CVS Health is a healthcare company that owns CVS Pharmacy, CVS Caremark, and Aetna.

Job Description
This position is responsible for gathering and entering information related to the payer status of patients from the facility, or from the responsible party.
Responsibilities:
• Ensure that census paperwork is received from the Nursing facility.
• Ensure that the census is entered into the operating system accurately and is valid coverage.
• Review paperwork and verify completeness and of intake process focusing on payer verification and selection.
• Ensure effective coordination and communication between the local pharmacy and the Central Billing Center.
• Ensure the smooth dissemination of information relative to Revenue Management to the pharmacy/site and Omnicare customers.
• Work Medicaid Pending reports from i-Astral and the operating system to ensure timely application of Medicaid coverage.
• Improve account identification on Medicaid Application Pending (MAP).
• Work and partner with other internal departments to resolve issues.
• Participate in training session or conference calls to further C2W ADT management knowledge
• C2W ADT Workflow grid is cleared daily for all assigned facilities
• Follow all applicable government regulations including HIPAA.
• Participate in projects and/or meeting as designated by management.
• Other duties as assigned; job duties may vary by location.

Pay Range
The typical pay range for this role is:
Minimum: 17.00
Maximum: 27.90

Please keep in mind that this range represents the pay range for all positions in the job grade within which this position falls.

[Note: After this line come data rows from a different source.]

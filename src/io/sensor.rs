//! Serial acceleration sensor
//!
//! Protocol: the microcontroller streams newline-terminated frames at
//! 9600 baud, 8N1:
//!
//! ```text
//! Acc:<i32> Lat:<decimal> Lon:<decimal>\r\n
//! ```
//!
//! Latitude/longitude are "0.0 0.0" until the GPS has a fix.

use crate::domain::types::SensorReading;
use crate::infra::config::Config;
use async_trait::async_trait;
use std::time::Duration;
use thiserror::Error;
use tokio::io::AsyncReadExt;
use tokio_serial::{ClearBuffer, SerialPort, SerialPortBuilderExt, SerialStream};
use tracing::{info, warn};

/// Per-chunk read timeout while assembling a line
const CHUNK_TIMEOUT: Duration = Duration::from_millis(50);

/// Longest sensor frame we accept before declaring the stream garbled
const MAX_LINE_LEN: usize = 256;

#[derive(Debug, Error)]
pub enum SensorError {
    #[error("failed to open sensor port {device}: {source}")]
    Open {
        device: String,
        #[source]
        source: tokio_serial::Error,
    },

    #[error("sensor port control failed: {0}")]
    Port(#[from] tokio_serial::Error),

    #[error("sensor read failed: {0}")]
    Io(#[from] std::io::Error),

    #[error("sensor read timed out")]
    Timeout,

    #[error("malformed sensor frame: {0}")]
    Parse(String),
}

/// Source of periodic acceleration + position samples
#[async_trait]
pub trait SensorSource: Send {
    /// Read the next complete sample. Expected to return promptly; a slow or
    /// silent sensor surfaces as `SensorError::Timeout`.
    async fn read(&mut self) -> Result<SensorReading, SensorError>;

    /// Discard any buffered samples so monitoring resumes on fresh data.
    fn flush(&mut self) -> Result<(), SensorError>;
}

/// Sensor connected over a serial port (Arduino-class microcontroller)
pub struct SerialSensor {
    port: SerialStream,
    device: String,
    read_timeout: Duration,
    /// Persistent buffer that accumulates bytes across reads. Frames can
    /// arrive in chunks, so partial data is kept for the next read.
    line_buffer: Vec<u8>,
}

impl SerialSensor {
    /// Open the serial port and reset the microcontroller.
    ///
    /// The DTR pulse restarts the board so its output begins at a frame
    /// boundary; input buffered during the pulse is discarded.
    pub async fn open(config: &Config) -> Result<Self, SensorError> {
        let mut port = tokio_serial::new(config.sensor_device(), config.sensor_baud())
            .timeout(Duration::from_millis(100))
            .open_native_async()
            .map_err(|e| SensorError::Open {
                device: config.sensor_device().to_string(),
                source: e,
            })?;

        port.write_data_terminal_ready(false)?;
        tokio::time::sleep(Duration::from_secs(1)).await;
        port.clear(ClearBuffer::Input)?;
        port.write_data_terminal_ready(true)?;
        port.clear(ClearBuffer::All)?;

        info!(
            device = %config.sensor_device(),
            baud = %config.sensor_baud(),
            "sensor_port_opened"
        );

        Ok(Self {
            port,
            device: config.sensor_device().to_string(),
            read_timeout: Duration::from_millis(config.sensor_read_timeout_ms()),
            line_buffer: Vec::with_capacity(64),
        })
    }

    /// Pop one complete line off the buffer, if present
    fn take_line(&mut self) -> Option<String> {
        let newline_idx = self.line_buffer.iter().position(|&b| b == b'\n')?;
        let line: Vec<u8> = self.line_buffer.drain(..=newline_idx).collect();
        Some(String::from_utf8_lossy(&line).trim().to_string())
    }

    /// Parse one frame line into a reading
    pub(crate) fn parse_frame(line: &str) -> Result<SensorReading, SensorError> {
        let mut accel: Option<i32> = None;
        let mut lat: Option<&str> = None;
        let mut lon: Option<&str> = None;

        for token in line.split_whitespace() {
            if let Some(value) = token.strip_prefix("Acc:") {
                accel = Some(
                    value
                        .parse::<i32>()
                        .map_err(|_| SensorError::Parse(format!("bad accel in {:?}", line)))?,
                );
            } else if let Some(value) = token.strip_prefix("Lat:") {
                lat = Some(value);
            } else if let Some(value) = token.strip_prefix("Lon:") {
                lon = Some(value);
            }
        }

        match (accel, lat, lon) {
            (Some(accel), Some(lat), Some(lon)) => Ok(SensorReading::new(accel, lat, lon)),
            _ => Err(SensorError::Parse(format!("incomplete frame {:?}", line))),
        }
    }
}

#[async_trait]
impl SensorSource for SerialSensor {
    async fn read(&mut self) -> Result<SensorReading, SensorError> {
        let deadline = tokio::time::Instant::now() + self.read_timeout;
        let mut chunk = [0u8; 64];

        loop {
            // Consume a buffered line first; empty lines are keep-alives
            while let Some(line) = self.take_line() {
                if !line.is_empty() {
                    return Self::parse_frame(&line);
                }
            }

            if self.line_buffer.len() > MAX_LINE_LEN {
                let discarded = self.line_buffer.len();
                self.line_buffer.clear();
                warn!(device = %self.device, discarded = discarded, "sensor_stream_garbled");
                return Err(SensorError::Parse("no frame boundary found".to_string()));
            }

            if tokio::time::Instant::now() >= deadline {
                return Err(SensorError::Timeout);
            }

            match tokio::time::timeout(CHUNK_TIMEOUT, self.port.read(&mut chunk)).await {
                Ok(Ok(n)) if n > 0 => {
                    self.line_buffer.extend_from_slice(&chunk[..n]);
                }
                Ok(Ok(_)) => {
                    // Zero bytes read, keep waiting
                }
                Ok(Err(e)) if e.kind() == std::io::ErrorKind::TimedOut => {
                    // Port-level timeout, keep waiting until the deadline
                }
                Ok(Err(e)) => return Err(SensorError::Io(e)),
                Err(_) => {
                    // Chunk timeout, keep waiting until the deadline
                }
            }
        }
    }

    fn flush(&mut self) -> Result<(), SensorError> {
        self.line_buffer.clear();
        self.port.clear(ClearBuffer::All)?;
        Ok(())
    }
}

The actual salary offer will take into account a wide range of factors, including location.

Required Qualifications
• High school diploma or equivalent.
• Basic knowledge of insurance procedures
• Ability to work in a fast paced, rapidly changing environment.
• Excellent verbal and written communication as well as listening skills.
• Intermediate computer and typing skills.

Preferred Qualifications
• Healthcare Industry Experience
• Minimum of 1 – 3 years of experience working in an office/business setting
• Prescription third party claims management experience
• 6 -12 months of long term care pharmacy billing experience

Education
• High school diploma or equivalent.

Interview Questions:

  • I was asked about my ability to be flexible and learn different processes.
  • Explain why you choose this job and why we need to hired you.
  • Tell me about your previous jobs.
  • How do you respond to change with your job responsibilities or with department changes.
  • How will you do in a fast paced environment?